The Case for embedded-style Domain Specific Languages (eDSL)
Links to implemented Domain Languages
The Problem
Approaches to parallel programming include auto-parallelising, full languages for parallel programming, library-based embedded languages like threading libraries, and the newly emerging embedded-style Domain Languages.
On auto-parallelising, programmers want it to be true so badly that it keeps getting attempted.. then dropped as the realization sets in that the programmer has information in their head that wasn't captured by the language. This includes organizational information about the work, how to divide it up, and how to communicate between the pieces. Attempting to re-create that missing information has so far proven insurmountable.. there might yet be hope with dependency detection coupled to machine learning techniques. See http://groups.inf.ed.ac.uk/pasta/pub_PACT10.html
The underlying issue, though, is performance. Parallel hardware has higher non-linearity than sequential, so small changes in code can cause dramatically large changes in performance.. to the tune of several orders of magnitude. This degree of sensitivity didn't exist in sequential hardware, so the programming community hasn't much experience with it yet.
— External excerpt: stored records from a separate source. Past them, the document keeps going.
//! # Value Objects
//!
//! - [`SourceId`]: string identifier of a configured pricing source
//! - [`PriceQuery`]: validated drug name and zip code pair

pub mod ids;
pub mod price_query;

pub use ids::SourceId;
pub use price_query::PriceQuery;
#[cfg(test)]
#[allow(clippy::unwrap_used, clippy::expect_used)]
mod tests {
    use super::*;
    use std::collections::HashMap;

    fn env(pairs: &[(&str, &str)]) -> impl Fn(&str) -> Option<String> {
        let map: HashMap<String, String> = pairs
            .iter()
            .map(|(k, v)| ((*k).to_string(), (*v).to_string()))
            .collect();
        move |key: &str| map.get(key).cloned()
    }

    #[test]
    fn defaults() {
        let config = GatewayConfig::from_toml_str("").unwrap();
        assert_eq!(config.server.host, DEFAULT_HOST);
        assert_eq!(config.server.port, DEFAULT_PORT);
        assert_eq!(config.external.url, DEFAULT_EXTERNAL_URL);

        let ids: Vec<&str> = config.sources.iter().map(|s| s.id.as_str()).collect();
        assert_eq!(ids, vec!["source1", "source2", "source3", "source4"]);
        assert!(config.sources.iter().all(|s| !s.is_http()));
        assert_eq!(
            config.sources[1].mock,
            Some(MockQuote::new(Decimal::new(1499, 2), "Mock Pharmacy 2"))
        );
    }

    #[test]
    fn toml_sources_replace_defaults() {
        let config = GatewayConfig::from_toml_str(
            r#"
            [[sources]]
            id = "goodrx"
            base_url = "https://api.example.com/prices"
            api_key_header = "authorization"
            timeout_ms = 1200

            [[sources]]
            id = "stub"
            mock = { price = 9.99, pharmacy = "Corner Drugs" }
            "#,
        )
        .unwrap();

        assert_eq!(config.sources.len(), 2);
        assert!(config.sources[0].is_http());
        assert_eq!(config.sources[0].timeout_ms, 1200);
        assert_eq!(config.sources[0].api_key_header, "authorization");
        assert_eq!(config.sources[1].timeout_ms, DEFAULT_TIMEOUT_MS);
        assert_eq!(
            config.sources[1].mock.as_ref().map(|m| m.price),
            Some(Decimal::new(999, 2))
        );
    }

    #[test]
    fn duplicate_ids_rejected() {
        let err = GatewayConfig::from_toml_str(
            r#"
            [[sources]]
            id = "a"
            mock = { price = 1.0, pharmacy = "A" }

            [[sources]]
            id = "a"
            mock = { price = 2.0, pharmacy = "B" }
            "#,
        )
        .unwrap_err();
        assert!(err.to_string().contains("duplicate source id"));
    }

    #[test]
    fn source_without_url_or_mock_rejected() {
        let err = GatewayConfig::from_toml_str(
            r#"
            [[sources]]
            id = "empty"
            "#,
        )
        .unwrap_err();
        assert!(matches!(err, ConfigError::Invalid(_)));
    }

    #[test]
    fn non_http_base_url_rejected() {
        let err = GatewayConfig::from_toml_str(
            r#"
            [[sources]]
            id = "ftp"
            base_url = "ftp://example.com"
            "#,
        )
        .unwrap_err();
        assert!(err.to_string().contains("http or https"));
    }

    #[test]
    fn env_overrides_turn_static_source_into_http() {
        let mut config = GatewayConfig::default();
        config
            .apply_env_overrides(&env(&[
                ("PORT", "8081"),
                ("SOURCE1_BASE_URL", "https://upstream.example.com/price"),
                ("SOURCE1_API_KEY", "k-123"),
                ("SOURCE1_TIMEOUT_MS", "900"),
            ]))
            .unwrap();
        config.validate().unwrap();

        assert_eq!(config.server.port, 8081);
        let source1 = &config.sources[0];
        assert!(source1.is_http());
        assert_eq!(source1.api_key.as_deref(), Some("k-123"));
        assert_eq!(source1.timeout_ms, 900);
        assert!(!config.sources[1].is_http());
    }

    #[test]
    fn layered_port_wins_over_plain_port() {
        let mut config = GatewayConfig::default();
        config
            .apply_env_overrides(&env(&[("GATEWAY__SERVER__PORT", "9000"), ("PORT", "8081")]))
            .unwrap();
        assert_eq!(config.server.port, DEFAULT_PORT);
    }

    #[test]
    fn bad_timeout_override_reported() {
        let mut config = GatewayConfig::default();
        let err = config
            .apply_env_overrides(&env(&[("SOURCE2_TIMEOUT_MS", "soon")]))
            .unwrap_err();
        assert!(matches!(err, ConfigError::InvalidEnv { ref key, .. } if key == "SOURCE2_TIMEOUT_MS"));
    }

    #[test]
    fn debug_redacts_api_key() {
        let mut settings = SourceSettings::mock("s", MockQuote::new(Decimal::ONE, "P"));
        settings.api_key = Some("hunter2".into());
        assert!(!format!("{:?}", settings).contains("hunter2"));
    }
}
//! # Request Validation
//!
//! Turns raw query parameters into a [`PriceQuery`] before any source is
//! contacted.

use crate::domain::errors::ValidationError;
use crate::domain::value_objects::PriceQuery;
use std::collections::HashMap;

/// Query parameter holding the drug name.
pub const DRUG_NAME_PARAM: &str = "drugName";

/// Query parameter holding the zip code.
pub const ZIP_CODE_PARAM: &str = "zipCode";

/// Validates raw query parameters.
///
/// Both `drugName` and `zipCode` must be present and non-blank. Other
/// parameters are ignored.
///
/// # Errors
///
/// Returns [`ValidationError::MissingParameter`] naming the first missing
/// parameter.
///
/// # Examples
///
/// ```
/// use std::collections::HashMap;
/// use drug_price_gateway::application::validation::validate;
///
/// let mut params = HashMap::new();
/// params.insert("drugName".to_string(), "Lisinopril".to_string());
/// assert!(validate(&params).is_err());
///
/// params.insert("zipCode".to_string(), "95355".to_string());
/// let query = validate(&params).expect("both present");
/// assert_eq!(query.zip_code(), "95355");
/// ```
pub fn validate(params: &HashMap<String, String>) -> Result<PriceQuery, ValidationError> {
    let drug_name = params
        .get(DRUG_NAME_PARAM)
        .ok_or(ValidationError::missing(DRUG_NAME_PARAM))?;
    let zip_code = params
        .get(ZIP_CODE_PARAM)
        .ok_or(ValidationError::missing(ZIP_CODE_PARAM))?;

    PriceQuery::new(drug_name, zip_code)
}
//! # Logging
//!
//! `tracing` subscriber setup for the gateway binary.
//!
//! # Environment Variables
//!
//! - `RUST_LOG`: filter directives (default: `drug_price_gateway=info,tower_http=info,hyper=warn`)
//! - `LOG_FORMAT`: `pretty` (default) or `json`

use std::str::FromStr;
use tracing_subscriber::EnvFilter;
use tracing_subscriber::layer::SubscriberExt;
use tracing_subscriber::util::SubscriberInitExt;

/// Filter used when `RUST_LOG` is unset or invalid.
pub const DEFAULT_FILTER: &str = "drug_price_gateway=info,tower_http=info,hyper=warn";

/// Output format for log lines.
#[derive(Debug, Clone, Copy, PartialEq, Eq, Default)]
pub enum LogFormat {
    /// Human readable lines.
    #[default]
    Pretty,
    /// One JSON object per line.
    Json,
}

impl FromStr for LogFormat {
    type Err = String;

    fn from_str(s: &str) -> Result<Self, Self::Err> {
        match s.trim().to_ascii_lowercase().as_str() {
            "pretty" | "text" | "" => Ok(Self::Pretty),
            "json" => Ok(Self::Json),
            other => Err(format!("unknown log format: {other}")),
        }
    }
}

/// Logging configuration.
#[derive(Debug, Clone, PartialEq, Eq)]
pub struct TelemetryConfig {
    /// Output format.
    pub format: LogFormat,
    /// Filter directives.
    pub filter: String,
}

impl Default for TelemetryConfig {
    fn default() -> Self {
        Self {
            format: LogFormat::default(),
            filter: DEFAULT_FILTER.to_string(),
        }
    }
}

impl TelemetryConfig {
    /// Reads `LOG_FORMAT` and `RUST_LOG`. Unknown formats fall back to pretty.
    #[must_use]
    pub fn from_env() -> Self {
        let format = std::env::var("LOG_FORMAT")
            .ok()
            .and_then(|v| v.parse().ok())
            .unwrap_or_default();
        let filter = std::env::var("RUST_LOG")
            .ok()
            .filter(|v| !v.trim().is_empty())
            .unwrap_or_else(|| DEFAULT_FILTER.to_string());
        Self { format, filter }
    }
}

/// Installs the global subscriber. Calling it twice is a no-op.
pub fn init(config: &TelemetryConfig) {
    let env_filter =
        EnvFilter::try_new(&config.filter).unwrap_or_else(|_| EnvFilter::new(DEFAULT_FILTER));

    let registry = tracing_subscriber::registry().with(env_filter);
    let result = match config.format {
        LogFormat::Pretty => registry
            .with(tracing_subscriber::fmt::layer().with_target(true))
            .try_init(),
        LogFormat::Json => registry
            .with(
                tracing_subscriber::fmt::layer()
                    .json()
                    .with_current_span(true),
            )
            .try_init(),
    };

    if let Err(e) = result {
        tracing::debug!(error = %e, "tracing subscriber already installed");
    }
}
But it's at the heart of the difference between sequential and parallel.
This sensitivity forces rearranging the code, so that patterns in the code match to patterns in the hardware. So far this has been done by hand-tuning applications.
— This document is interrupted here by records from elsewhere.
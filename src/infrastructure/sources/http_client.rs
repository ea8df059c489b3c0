//! # HTTP Client Utilities
//!
//! Shared HTTP client wrapper for source adapters and the external proxy
//! route.
//!
//! This module provides a reusable HTTP client wrapper with:
//! - A per-client timeout
//! - Default headers (used for upstream credentials)
//! - JSON deserialization
//! - Status code to [`SourceError`] mapping
//!
//! # Examples
//!
//! ```ignore
//! use drug_price_gateway::infrastructure::sources::http_client::HttpClient;
//!
//! let client = HttpClient::new(5000)?;
//! let response: serde_json::Value = client.get("https://api.example.com/prices").await?;
//! ```

use crate::infrastructure::sources::error::{SourceError, SourceResultType};
use reqwest::header::{HeaderMap, RETRY_AFTER};
use reqwest::{Client, Response, StatusCode};
use serde::de::DeserializeOwned;
use std::time::Duration;

/// Longest upstream error body echoed into an error message.
const MAX_ERROR_BODY_CHARS: usize = 200;

/// HTTP client wrapper.
#[derive(Debug, Clone)]
pub struct HttpClient {
    /// Inner reqwest client.
    client: Client,
    /// Request timeout in milliseconds.
    timeout_ms: u64,
}

impl HttpClient {
    /// Creates a new HTTP client with the specified timeout.
    ///
    /// # Arguments
    ///
    /// * `timeout_ms` - Request timeout in milliseconds.
    ///
    /// # Errors
    ///
    /// Returns `SourceError::Internal` if the client cannot be created.
    pub fn new(timeout_ms: u64) -> SourceResultType<Self> {
        Self::with_headers(timeout_ms, HeaderMap::new())
    }

    /// Creates a new HTTP client sending `default_headers` on every request.
    ///
    /// # Arguments
    ///
    /// * `timeout_ms` - Request timeout in milliseconds.
    /// * `default_headers` - Headers included in all requests.
    ///
    /// # Errors
    ///
    /// Returns `SourceError::Internal` if the client cannot be created.
    pub fn with_headers(timeout_ms: u64, default_headers: HeaderMap) -> SourceResultType<Self> {
        let client = Client::builder()
            .timeout(Duration::from_millis(timeout_ms))
            .default_headers(default_headers)
            .build()
            .map_err(|e| SourceError::internal(format!("Failed to create HTTP client: {}", e)))?;

        Ok(Self { client, timeout_ms })
    }

    /// Returns the configured timeout in milliseconds.
    #[inline]
    #[must_use]
    pub fn timeout_ms(&self) -> u64 {
        self.timeout_ms
    }

    /// Makes a GET request and deserializes the JSON response.
    ///
    /// # Arguments
    ///
    /// * `url` - The URL to request.
    ///
    /// # Errors
    ///
    /// Returns `SourceError::Timeout` or `SourceError::Connection` if the
    /// request fails, and a status-specific error for non-2xx answers.
    /// Returns `SourceError::Protocol` if the body cannot be parsed.
    pub async fn get<T: DeserializeOwned>(&self, url: &str) -> SourceResultType<T> {
        let response = self
            .client
            .get(url)
            .send()
            .await
            .map_err(|e| self.map_reqwest_error(e))?;

        self.handle_response(response).await
    }

    /// Makes a GET request with query parameters and deserializes the JSON
    /// response.
    ///
    /// # Arguments
    ///
    /// * `url` - The URL to request.
    /// * `params` - Pairs appended as the query string.
    ///
    /// # Errors
    ///
    /// Same as [`HttpClient::get`].
    pub async fn get_with_params<T: DeserializeOwned, P: serde::Serialize + ?Sized>(
        &self,
        url: &str,
        params: &P,
    ) -> SourceResultType<T> {
        let response = self
            .client
            .get(url)
            .query(params)
            .send()
            .await
            .map_err(|e| self.map_reqwest_error(e))?;

        self.handle_response(response).await
    }

    /// Handles the HTTP response, checking status and deserializing JSON.
    async fn handle_response<T: DeserializeOwned>(
        &self,
        response: Response,
    ) -> SourceResultType<T> {
        let status = response.status();

        if status.is_success() {
            response
                .json::<T>()
                .await
                .map_err(|e| self.map_body_error(e))
        } else {
            let retry_after_ms = retry_after_ms(response.headers());
            let error_body = response.text().await.unwrap_or_default();
            Err(map_status_error(status, &error_body, retry_after_ms))
        }
    }

    /// Maps a reqwest error raised while sending a request.
    fn map_reqwest_error(&self, error: reqwest::Error) -> SourceError {
        if error.is_timeout() {
            SourceError::timeout_with_duration(
                format!("request timed out after {}ms", self.timeout_ms),
                self.timeout_ms,
            )
        } else if error.is_connect() {
            SourceError::connection(format!("Connection failed: {}", error))
        } else {
            SourceError::connection(format!("HTTP request failed: {}", error))
        }
    }

    /// Maps a reqwest error raised while reading a 2xx body.
    fn map_body_error(&self, error: reqwest::Error) -> SourceError {
        if error.is_timeout() {
            SourceError::timeout_with_duration(
                format!("response body timed out after {}ms", self.timeout_ms),
                self.timeout_ms,
            )
        } else {
            SourceError::protocol(format!("Failed to parse response: {}", error))
        }
    }
}

/// Maps a non-2xx status to a SourceError.
fn map_status_error(status: StatusCode, body: &str, retry_after_ms: Option<u64>) -> SourceError {
    let body = truncate(body);
    match status {
        StatusCode::BAD_REQUEST | StatusCode::UNPROCESSABLE_ENTITY => {
            SourceError::invalid_request(format!("Bad request ({}): {}", status, body))
        }
        StatusCode::UNAUTHORIZED | StatusCode::FORBIDDEN => {
            SourceError::authentication(format!("Authentication failed ({}): {}", status, body))
        }
        StatusCode::TOO_MANY_REQUESTS => {
            SourceError::rate_limited("Rate limit exceeded", retry_after_ms)
        }
        s if s.is_server_error() => {
            SourceError::connection(format!("Server error ({}): {}", status, body))
        }
        _ => SourceError::protocol(format!("HTTP error ({}): {}", status, body)),
    }
}

/// Reads a `Retry-After` header given in seconds.
fn retry_after_ms(headers: &HeaderMap) -> Option<u64> {
    headers
        .get(RETRY_AFTER)?
        .to_str()
        .ok()?
        .trim()
        .parse::<u64>()
        .ok()
        .map(|secs| secs.saturating_mul(1000))
}

fn truncate(body: &str) -> String {
    let body = body.trim();
    if body.chars().count() > MAX_ERROR_BODY_CHARS {
        let mut out: String = body.chars().take(MAX_ERROR_BODY_CHARS).collect();
        out.push_str("...");
        out
    } else {
        body.to_string()
    }
}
To facilitate this hand tuning, many languages have exposed hardware in some form.. whether it is "place" in UPC, Charm, X10, etc, or location in MPI, or simply exposing "virtual processors", which are threads, in pthreads, OpenMP, TBB, and so on. Myself, I would put all these languages into the same category.. they all place into the application some degree of explicit management over hardware..
A second category would be languages that fully remove hardware implications from the application. The only successful ones I know of in this category only apply to a narrow range of patterns within applications.. for example, this was the approach of high performance Fortran, which only handles matrix based patterns.. but it can fully remove hardware details from the application, for those.. CnC seems to be in this category also, but it hasn't really caught on, I would say because of the abstract mental model that feels unnatural. Also, functional languages fall in this category, but their semantics cause them to have high overhead, and they also don't capture needed parallel-performance information.
eDSLs as a possible solution
So, how to solve this?
One promising approach appears to be embedded style domain languages (eDSL), such as being done at Stanford http://ppl.stanford.edu and the work done here, at Open Source Research Institute.
eDSLs identify common patterns within a domain, and encode those as language constructs. They create custom syntax for those constructs, which embeds into a base sequential language, such as C or Java. So, code is mainly sequential, with the custom constructs intermixed. A pre-processor then translates the custom syntax into C, or Java, or whichever the base language is. It also inserts calls to a runtime system that implements the behaviors.
In this way, the programmer thinks in terms of the domain patterns, so it is natural for them.. at the same time, those patterns imply the parallel-performance related information needed by the toolchain and runtime system. These rearrange the domain pattern to match to the hardware patterns. But this rearrangement is inside the language implementation, so hidden from application programmers.
In the end, the programmer has a familiar sequential language environment. The custom syntax they learn is minimal, and natural to learn. The tools have all the information captured that they need in order to make the code efficient on a wide array of hardware. So, it's easy to learn, highly productive to use, and independent of hardware (with caveats).
Sounds ideal.. so what's the catch? First, this approach is just getting started. Second, the languages have to be designed very carefully, considering three widely different aspects of the language, and even parallelism experts normally only have expertise on one aspect. The language has to balance being free from hardware implications, against having convenient syntax that is easy to learn and productive to use, and those against capturing all the information needed to give high performance across all hardware. The creators usually are only good at one of these three.
The other caveat is that some forms of hardware have patterns so different from others that completely different algorithms must be used. Simple rearrangement of patterns isn't enough. That would be the case for GPU hardware versus CPUs.. despite claims for OpenCL, the code may function on both kinds, but the performance is a different story.
I see a bright future ahead for this approach.. especially when put together with infrastructure that supports making such languages quickly, and supports distributing the different executable versions needed by different machines.
With such distribution, the code can be put in one place, and then the tools run which rearrange its patterns to all the different hardware. It automatically creates a different executable for each category of hardware. Then to install an app, an end-user connects, uploads their machine details, and receives back the executable tuned to their machine.